Venezuelan dictator Nicolas Maduro has presided over widespread malnutrition, torture, and disappearances, that have driven over two million Venezuelans to flee the country. As “Venezuela collapses, children are dying of hunger,” noted the New York Times. As El Pais reports, “The majority” of Venezuelans “have lost weight and are going to bed hungry. Around 64.3% of people surveyed said they had lost 11 kilograms [24 pounds] in 2017. ”
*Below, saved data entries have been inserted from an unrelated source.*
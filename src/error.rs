use thiserror::Error;

/// Failure modes of the steganographic codec.
///
/// The component APIs (`crypto`, `envelope`, `stego`) report the distinct
/// variants. The top-level decode path deliberately collapses everything
/// into [`StegoError::DecodeFailed`] so a caller cannot tell a wrong
/// password apart from a corrupted carrier image.
#[derive(Debug, Error)]
pub enum StegoError {
    /// The frame plus its terminator does not fit in the pixel buffer.
    /// Reported before any pixel is touched.
    #[error("message needs {needed} pixels but image provides {available}")]
    Capacity { needed: usize, available: usize },

    /// AEAD tag verification failed: wrong password or tampered payload.
    #[error("authentication failed: wrong password or tampered payload")]
    Authentication,

    /// The extracted frame is not a structurally valid envelope.
    #[error("embedded payload is not a valid envelope")]
    FrameFormat,

    /// The pixel stream ended before a zero-byte terminator was found.
    #[error("no terminated payload found in pixel data")]
    TruncatedPayload,

    /// Generic decode failure presented to callers of `decode_message`.
    #[error("failed to decode message; check the password and try again")]
    DecodeFailed,

    /// Unexpected internal failure (RNG unavailable, cipher misuse).
    #[error("internal codec error: {0}")]
    Internal(&'static str),
}
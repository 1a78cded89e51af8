use super::BYTES_PER_PIXEL;
use crate::error::StegoError;

/// Read frame bytes back out of the buffer's channel-0 LSBs.
///
/// Bits accumulate least-significant first, mirroring [`super::embed`].
/// A completed zero byte is the terminator and is excluded from the
/// output. Running out of pixels before seeing a terminator means the
/// buffer carries no complete payload.
pub fn extract(pixels: &[u8]) -> Result<Vec<u8>, StegoError> {
    let mut frame = Vec::new();
    let mut acc = 0u8;
    let mut bits = 0;

    for pixel in pixels.chunks_exact(BYTES_PER_PIXEL) {
        acc |= (pixel[0] & 1) << bits;
        bits += 1;

        if bits == 8 {
            if acc == 0 {
                return Ok(frame);
            }
            frame.push(acc);
            acc = 0;
            bits = 0;
        }
    }

    Err(StegoError::TruncatedPayload)
}

#[cfg(test)]
mod tests {
    use super::*;
    use crate::stego::embed;

    #[test]
    fn extract_without_terminator_fails() {
        // All-ones LSBs never form a zero byte.
        let pixels = vec![0xFFu8; 64 * 4];

        assert!(matches!(
            extract(&pixels),
            Err(StegoError::TruncatedPayload)
        ));
    }

    #[test]
    fn extract_from_empty_buffer_fails() {
        assert!(matches!(extract(&[]), Err(StegoError::TruncatedPayload)));
    }

    #[test]
    fn partial_final_byte_is_ignored() {
        // 12 pixels: one full byte of ones, then 4 dangling bits. No
        // terminator completes, so the payload is truncated.
        let mut pixels = vec![0u8; 12 * 4];
        for px in pixels.chunks_exact_mut(BYTES_PER_PIXEL) {
            px[0] = 1;
        }

        assert!(matches!(
            extract(&pixels),
            Err(StegoError::TruncatedPayload)
        ));
    }

    #[test]
    fn trailing_partial_pixel_group_is_ignored() {
        let mut pixels = vec![0xFFu8; 24 * 4];
        embed(&mut pixels, b"hi").unwrap();

        // Append a ragged non-pixel tail; extraction must not read it.
        pixels.extend_from_slice(&[0xFF, 0xFF, 0xFF]);

        assert_eq!(extract(&pixels).unwrap(), b"hi");
    }

    #[test]
    fn stops_at_first_terminator() {
        let mut pixels = vec![0xFFu8; 64 * 4];
        embed(&mut pixels, b"ab").unwrap();

        // Garbage after the terminator is never reached.
        assert_eq!(extract(&pixels).unwrap(), b"ab");
    }

    #[test]
    fn bit_order_is_lsb_first() {
        // 0x01 embeds as a set LSB in the first pixel, clear in the next
        // seven.
        let mut pixels = vec![0u8; 16 * 4];
        embed(&mut pixels, &[0x01]).unwrap();

        assert_eq!(pixels[0] & 1, 1);
        for j in 1..8 {
            assert_eq!(pixels[j * BYTES_PER_PIXEL] & 1, 0);
        }
        assert_eq!(extract(&pixels).unwrap(), [0x01]);
    }
}
//! The encryption envelope and its frame encoding.
//!
//! An [`Envelope`] is the record produced by one encryption: salt, nonce
//! and tagged ciphertext. For embedding it is serialized into a frame, a
//! compact JSON object of decimal byte arrays:
//!
//! ```text
//! {"salt":[..16 values..],"iv":[..12 values..],"data":[..]}
//! ```
//!
//! The frame is pure ASCII, so every character occupies one byte and maps
//! losslessly through the one-bit-per-pixel embedding scheme. Framing is a
//! transport convenience, not a security boundary; integrity comes solely
//! from the AEAD tag inside `data`.

use serde::{Deserialize, Serialize};

use crate::crypto::{NONCE_LEN, SALT_LEN};
use crate::error::StegoError;

/// Output of one authenticated encryption.
///
/// `data` is the ciphertext with the 16-byte GCM tag appended. `salt` and
/// `iv` are not secret; they are carried alongside so decryption can
/// rederive the key and open the ciphertext.
#[derive(Debug, Clone, PartialEq, Eq, Serialize, Deserialize)]
#[serde(deny_unknown_fields)]
pub struct Envelope {
    pub salt: [u8; SALT_LEN],
    pub iv: [u8; NONCE_LEN],
    pub data: Vec<u8>,
}

/// Serialize an envelope into frame bytes.
pub fn serialize(envelope: &Envelope) -> Result<Vec<u8>, StegoError> {
    serde_json::to_vec(envelope).map_err(|_| StegoError::Internal("envelope serialization failed"))
}

/// Parse frame bytes back into an envelope.
///
/// The fixed-size `salt` and `iv` fields make serde reject wrong lengths,
/// so any structural defect (truncation, missing field, bad type) comes
/// back as [`StegoError::FrameFormat`].
pub fn deserialize(frame: &[u8]) -> Result<Envelope, StegoError> {
    serde_json::from_slice(frame).map_err(|_| StegoError::FrameFormat)
}

#[cfg(test)]
mod tests {
    use super::*;

    fn sample() -> Envelope {
        Envelope {
            salt: [1u8; SALT_LEN],
            iv: [2u8; NONCE_LEN],
            data: vec![0, 127, 255],
        }
    }

    #[test]
    fn frame_roundtrip() {
        let envelope = sample();
        let frame = serialize(&envelope).unwrap();

        assert_eq!(deserialize(&frame).unwrap(), envelope);
    }

    #[test]
    fn frame_wire_format_is_stable() {
        let envelope = Envelope {
            salt: [0u8; SALT_LEN],
            iv: [1u8; NONCE_LEN],
            data: vec![42, 255],
        };

        let frame = serialize(&envelope).unwrap();

        assert_eq!(
            String::from_utf8(frame).unwrap(),
            "{\"salt\":[0,0,0,0,0,0,0,0,0,0,0,0,0,0,0,0],\
             \"iv\":[1,1,1,1,1,1,1,1,1,1,1,1],\
             \"data\":[42,255]}"
        );
    }

    #[test]
    fn frame_is_ascii() {
        let frame = serialize(&sample()).unwrap();

        assert!(frame.iter().all(u8::is_ascii));
    }

    #[test]
    fn truncated_frame_fails() {
        let frame = serialize(&sample()).unwrap();

        assert!(matches!(
            deserialize(&frame[..frame.len() - 1]),
            Err(StegoError::FrameFormat)
        ));
    }

    #[test]
    fn wrong_salt_length_fails() {
        let frame = b"{\"salt\":[1,2,3],\"iv\":[1,1,1,1,1,1,1,1,1,1,1,1],\"data\":[5]}";

        assert!(matches!(deserialize(frame), Err(StegoError::FrameFormat)));
    }

    #[test]
    fn missing_field_fails() {
        let frame = b"{\"salt\":[0,0,0,0,0,0,0,0,0,0,0,0,0,0,0,0],\"data\":[5]}";

        assert!(matches!(deserialize(frame), Err(StegoError::FrameFormat)));
    }

    #[test]
    fn non_json_frame_fails() {
        assert!(matches!(
            deserialize(b"not an envelope"),
            Err(StegoError::FrameFormat)
        ));
    }
}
Yet, notes The Spectator, “In 2014, Jeremy Corbyn rang President Maduro live on a Venezuelan television channel to congratulate him.” Richard Burgon, Corbyn’s choice for Justice Minister if Labour retakes control of England, exulted in the sham election in which Nicolas Maduro was “elected as President of Venezuela,” calling it a “victory” for the country’s laborers, some of whom have since died of malnutrition. This has had seemingly no effect on Corbyn’s popularity’s. As Bloomberg News notes, Corbyn’s Labour Party leads England’s governing Conservative Party in opinion polls. If an election were held today, Corbyn would become Prime Minister.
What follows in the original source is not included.